Hi everyone. I'm back, and today I'm speaking with Dr. Jon Finn. Jon founded the award-winning Tougher Minds consultancy and has three psychology related degrees, including a PhD. He has worked in performance tech, psychology, resilience, and leadership science for over 20 years. Tougher Minds uses cutting edge insights from psychology, behavioral science, neuroscience of world champions to help organizations develop habit mechanics and chief habit mechanics. Resilient people, outstanding leaders, and world class team. So if you're ready to build a team or if you have a team, we're gonna talk about that. And really we're gonna talk about resilience too, cause that's what this podcast is all about. So let's jump in.
Hi everyone, This is Kathy, and today I am with Dr. Jon Finn. I'm so excited because we're gonna talk a lot about resilience and how to beat that person on your back that's just talking to you about you can't do it, and how we're gonna bounce back. Welcome John to the show. I'm so happy to have you here.

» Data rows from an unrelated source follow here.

//! The information-content model of a corpus
use tracing::debug;

use crate::{ClassIdx, ClassSet};

/// Per-class information content derived from annotation frequencies
///
/// The model is computed once when the corpus is built and is immutable
/// afterwards. Scoring only ever reads it, so a single model can be shared
/// across threads without synchronization.
///
/// The information content of a class is `-log2(frequency / corpus_size)`
/// where `frequency` is the number of entities whose closure contains the
/// class. A class that is never annotated has no defined IC: [`IcModel::ic`]
/// returns `None` and the scorers skip such classes when selecting best
/// matches.
#[derive(Debug, Clone)]
pub struct IcModel {
    ic: Vec<Option<f64>>,
    frequencies: Vec<u64>,
    corpus_size: u64,
}

impl IcModel {
    pub(crate) fn new(frequencies: Vec<u64>, corpus_size: u64) -> Self {
        let ic = frequencies
            .iter()
            .map(|freq| match (*freq, corpus_size) {
                (0, _) | (_, 0) => None,
                (freq, size) => Some(-((freq as f64) / (size as f64)).log2()),
            })
            .collect();
        debug!(classes = frequencies.len(), corpus_size, "IC model computed");
        Self {
            ic,
            frequencies,
            corpus_size,
        }
    }

    /// Returns the information content of a class
    ///
    /// `None` is the "undefined" sentinel for classes with zero corpus
    /// frequency; it disqualifies the class from best-match selection but
    /// is never an error.
    pub fn ic(&self, idx: ClassIdx) -> Option<f64> {
        self.ic.get(idx.to_usize()).copied().flatten()
    }

    /// Returns the number of entities whose closure contains the class
    pub fn frequency(&self, idx: ClassIdx) -> u64 {
        self.frequencies.get(idx.to_usize()).copied().unwrap_or(0)
    }

    /// Returns the number of entities in the corpus
    pub fn corpus_size(&self) -> u64 {
        self.corpus_size
    }

    /// Returns the number of classes the model covers
    pub fn len(&self) -> usize {
        self.ic.len()
    }

    /// Returns `true` if the model covers no classes
    pub fn is_empty(&self) -> bool {
        self.ic.is_empty()
    }

    /// Returns the entropy `-Σ p * log2(p)` over the given classes
    ///
    /// Classes with zero frequency contribute nothing. An empty subset has
    /// entropy `0.0`, never `NaN`.
    pub fn entropy_of(&self, subset: &ClassSet) -> f64 {
        self.entropy_iter(subset.iter())
    }

    /// Returns the entropy over all classes of the corpus
    pub fn entropy(&self) -> f64 {
        self.entropy_iter((0..self.ic.len()).map(ClassIdx::from))
    }

    fn entropy_iter(&self, classes: impl Iterator<Item = ClassIdx>) -> f64 {
        if self.corpus_size == 0 {
            return 0.0;
        }
        let mut e = 0.0;
        for idx in classes {
            let freq = self.frequency(idx);
            if freq == 0 {
                continue;
            }
            let p = freq as f64 / self.corpus_size as f64;
            e += p * p.log2();
        }
        -e
    }
}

[00:01:47] Dr. Jon Finn: Delighted to be here. Kathi. Thank you for having me.
[00:01:50] Kathi Burns: Absolutely. I know you have a lot of degrees in your background, but talk to me a little bit about the journey on what got you to where you are with behavioral science and resilience.
[00:02:02] Dr. Jon Finn: Yeah, so when I was 18, I went to university to study sport science, physiology, psychology, nutrition, motor control. That's the science of how we learn. And I got really interested in the psychology side of it. I was a very good rugby player and I got selected to playing the international rugby student squad. We were playing in a warmup game before an Australia test match and I was the fullback and it was a cold wet windy day in the north of England. I was 19. We were playing against the men's professional team, and the ball went high up into the air. I was stood on my goal line. All I had to do was catch the ball, which I'd done thousands of times before, but all I could say to myself was, Don't drop it. Don't drop it. Don't drop it. And of course, but I didn't even drop the ball. I just completely missed the ball. This got a try. I got substituted. I didn't get selected for the match. I sustained quite a bad injury around then as well. I ruptured one of my quads, so I wasn't gonna be playing high level rugby anymore, so I decided if I can't play, I want to help people to be at their best.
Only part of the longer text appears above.